Nigeria: State cracks down on independent press

April 13, 2000

President Olusegun Obasanjo
State House, Abuja
Federal Capital Territory, Nigeria
VIA FAX: 011-234-9-523-2136

Your Excellency:

The Committee to Protect Journalists (CPJ) is gravely concerned about the recent attack on the independent daily newspaper ThisDay, and about the overall deterioration of press freedom standards in Nigeria.

On April 4, nine armed members of the State Security Service (SSS) invaded the offices of ThisDay in the federal capital, Abuja, and sealed its gate, denying entry to all visitors. During the three-hour raid, the SSS agents severely roughed up several ThisDay employees. They justified their illegal actions by claiming that the newspaper’s offices contained “subversive and incriminating documents,” according to CPJ’s Nigerian sources.

Following a public outcry, SSS authorities announced the next day that the agents had been ordered to arrest ThisDay editor-in-chief Nduka Obaigbena, who was out of the office during the raid. The SSS, which was explaining its actions publicly for the first time ever, said that they wanted to question Obaigbena in connection with a U.S. news report alleging that he had left unsettled hotel bills of about US$24,000 after an IMF-World Bank meeting that he attended last year in Washington, D.C. ThisDay denies the charges, saying that the Nigeria National Council on Privatization was responsible for the hotel bills because it was hosting the meeting.

Obaigbena later told reporters that he had received several threatening phone calls prior to the raid, complaining about published articles that alleged the involvement of Your Excellency’s security advisor, Aliyu Mohamed Gusau, in massive graft under the late dictator Gen. Sani Abacha.
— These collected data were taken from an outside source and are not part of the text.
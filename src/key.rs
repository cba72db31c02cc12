//! Type keys for provider and instance lookup.

use std::any::TypeId;
use std::fmt;
use std::hash::{Hash, Hasher};

/// Key identifying a providable type.
///
/// Keys pair the `TypeId` used for lookup with the type's name for
/// diagnostics. Only the `TypeId` takes part in equality, ordering and
/// hashing.
///
/// # Examples
///
/// ```rust
/// use ferrous_wire::{key_of_type, Key};
/// use std::any::TypeId;
///
/// let key = key_of_type::<String>();
/// assert_eq!(key.type_id(), TypeId::of::<String>());
/// assert_eq!(key.display_name(), "alloc::string::String");
///
/// // Names are diagnostic only
/// assert_eq!(key, Key::new(TypeId::of::<String>(), "String"));
/// ```
#[derive(Clone, Copy)]
pub struct Key {
    id: TypeId,
    name: &'static str,
}

impl Key {
    /// Creates a key from raw parts.
    pub const fn new(id: TypeId, name: &'static str) -> Self {
        Self { id, name }
    }

    /// The `TypeId` this key stands for.
    #[inline(always)]
    pub fn type_id(&self) -> TypeId {
        self.id
    }

    /// Get the type name for display
    ///
    /// Returns the `std::any::type_name` result for the keyed type.
    #[inline]
    pub fn display_name(&self) -> &'static str {
        self.name
    }

    /// Whether the keyed type is a `Result`.
    ///
    /// A `Result` is a constructor's failure indicator, never something it
    /// provides.
    pub fn is_result(&self) -> bool {
        self.name.starts_with("core::result::Result<")
    }

    /// Type name with module path stripped, for compact graph labels.
    ///
    /// ```rust
    /// use ferrous_wire::key_of_type;
    ///
    /// assert_eq!(key_of_type::<String>().short_name(), "String");
    /// assert_eq!(key_of_type::<Vec<String>>().short_name(), "Vec<String>");
    /// ```
    pub fn short_name(&self) -> String {
        let mut out = String::with_capacity(self.name.len());
        let mut segment = String::new();
        for ch in self.name.chars() {
            match ch {
                ':' => segment.clear(),
                '<' | '>' | ',' | ' ' | '(' | ')' | '[' | ']' | ';' | '&' => {
                    out.push_str(&segment);
                    segment.clear();
                    out.push(ch);
                }
                _ => segment.push(ch),
            }
        }
        out.push_str(&segment);
        out
    }
}

impl PartialEq for Key {
    #[inline(always)]
    fn eq(&self, other: &Self) -> bool {
        self.id == other.id
    }
}

impl Eq for Key {}

impl PartialOrd for Key {
    #[inline(always)]
    fn partial_cmp(&self, other: &Self) -> Option<std::cmp::Ordering> {
        Some(self.cmp(other))
    }
}

impl Ord for Key {
    #[inline(always)]
    fn cmp(&self, other: &Self) -> std::cmp::Ordering {
        self.id.cmp(&other.id)
    }
}

impl Hash for Key {
    #[inline(always)]
    fn hash<H: Hasher>(&self, state: &mut H) {
        self.id.hash(state);
    }
}

impl fmt::Debug for Key {
    fn fmt(&self, f: &mut fmt::Formatter<'_>) -> fmt::Result {
        write!(f, "Key({})", self.name)
    }
}

impl fmt::Display for Key {
    fn fmt(&self, f: &mut fmt::Formatter<'_>) -> fmt::Result {
        f.write_str(self.name)
    }
}

/// Creates the key for `T`.
#[inline(always)]
pub fn key_of_type<T: ?Sized + 'static>() -> Key {
    Key::new(TypeId::of::<T>(), std::any::type_name::<T>())
}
The attack on ThisDay is the latest in a spate of recent attacks on the independent press in Nigeria. On January 19, more than 50 police, some heavily armed, stormed the International Press Center (IPC) in Lagos with their guns drawn, threatening to shoot on sight Led by Commissioner Sobodu of the Rapid Response Squad, they arrested several people, including four journalists: Wale Adeoye and Tunde Aremu of the independent newspaper Punch, Nicholas Nwafor of The News, and Lekan Otufodunrin of the private paper Journalists for Christ. Police also ransacked offices and demanded to see computer files.

Sources in Lagos told CPJ that the police raid was intended to capture suspected terrorists whom the police believed were attending a press conference in the IPC’s hall, which is regularly hired out on a commercial basis. The press conference was being given by the Oodua Liberation Movement, which is similar in name but quite distinct from the Oodua People’s Congress, an outlawed political organization. The four journalists and others arrested at the scene were released without charge several hours later.
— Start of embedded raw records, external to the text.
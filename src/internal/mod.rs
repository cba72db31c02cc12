//! Internal implementation details.

pub(crate) mod circular;
pub(crate) mod sync;

pub(crate) use circular::ResolutionStack;
pub(crate) use sync::Mutex;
On March 9, Bayelsa State security forces swooped down on newspaper stands in Yenogoa, the state’s capital, and seized copies of two newspapers, The Independent Monitor and the daily Banner News. The officers also arrested publisher Union Oyadongha of Banner News, which circulates only in Bayelsa State.

This raid apparently came in response to a report run by the two papers under the headline “134 Bayelsa, Rivers Natives Killed in Kaduna Sharia Riots.” Police officials in Yenegoa announced that they wanted Oyadongha to explain how he knew that those killed in the riots were natives of Bayelsa and Rivers states. It remains unclear whether any specific charges were filed against the journalist, who was reportedly released on March 16 after a week-long illegal detention (CPJ has so far been unable to confirm this report).

Nigerian journalists have traveled a hard road since the country’s first newspaper, Iwe Irohin, appeared in 1859. But Your Excellency’s democratic assumption of power last May raised hopes that after nineteen years of consecutive military dictatorships, journalists might finally be able to do their jobs without official harassment.

However, the recent series of attacks on the press by government security forces cast serious doubts over Your Excellency’s respect for press freedom. CPJ therefore urges Your Excellency to ensure that journalists in Nigeria are treated in accordance with section 22 of Nigeria’s 1999 Constitution, which clearly states that “the press, radio, television and other agencies of the mass media shall at all times be free to uphold (…) the responsibility and accountability of the government to the people.”

We await your comments on these important matters.